• [EXERCISE OBJECTIVE] Work out how many lines in the data hold the string "filename". Reply with only that number.

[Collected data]
Segment Open

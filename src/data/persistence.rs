use anyhow::{Context, Result};
use serde::{Deserialize, Serialize};
use std::fs;
use std::path::{Path, PathBuf};
use std::sync::OnceLock;

/// Set once at startup by main() from the --data-dir argument.
static DATA_DIR: OnceLock<PathBuf> = OnceLock::new();

pub fn set_data_dir(path: PathBuf) {
    let _ = DATA_DIR.set(path);
}

pub fn get_data_dir() -> Result<PathBuf> {
    if let Some(dir) = DATA_DIR.get() {
        return Ok(dir.clone());
    }
    let cwd = std::env::current_dir().context("failed to get current directory")?;
    Ok(cwd.join("config"))
}

/// Resolves the plan file: an explicit override wins, otherwise the
/// configured name inside the data directory.
pub fn resolve_plan_path(dir: &Path, configured: &str, override_path: Option<&Path>) -> PathBuf {
    match override_path {
        Some(p) => p.to_path_buf(),
        None => dir.join(configured),
    }
}

/// Writes `contents` to `path`, creating the parent directory first.
pub fn write_file(path: &Path, contents: &str) -> Result<()> {
    if let Some(parent) = path.parent() {
        fs::create_dir_all(parent)
            .with_context(|| format!("failed to create dir {}", parent.display()))?;
    }
    fs::write(path, contents).with_context(|| format!("failed to write {}", path.display()))?;
    tracing::debug!(path = %path.display(), "saved");
    Ok(())
}

/// A YAML document stored under a fixed name in the data directory.
pub trait Persistable: Sized + Default + Serialize + for<'de> Deserialize<'de> {
    fn filename() -> &'static str;

    fn load_from(dir: &Path) -> Result<Self> {
        let path = dir.join(Self::filename());
        if !path.exists() {
            return Ok(Self::default());
        }
        let contents = fs::read_to_string(&path)
            .with_context(|| format!("failed to read {}", path.display()))?;
        serde_norway::from_str(&contents)
            .with_context(|| format!("failed to parse YAML from {}", path.display()))
    }

    fn save_to(&self, dir: &Path) -> Result<()> {
        let contents = serde_norway::to_string(self).context("failed to serialize YAML")?;
        write_file(&dir.join(Self::filename()), &contents)
    }
}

Segment Closed

• [RESPONSE TO THIS TASK] 4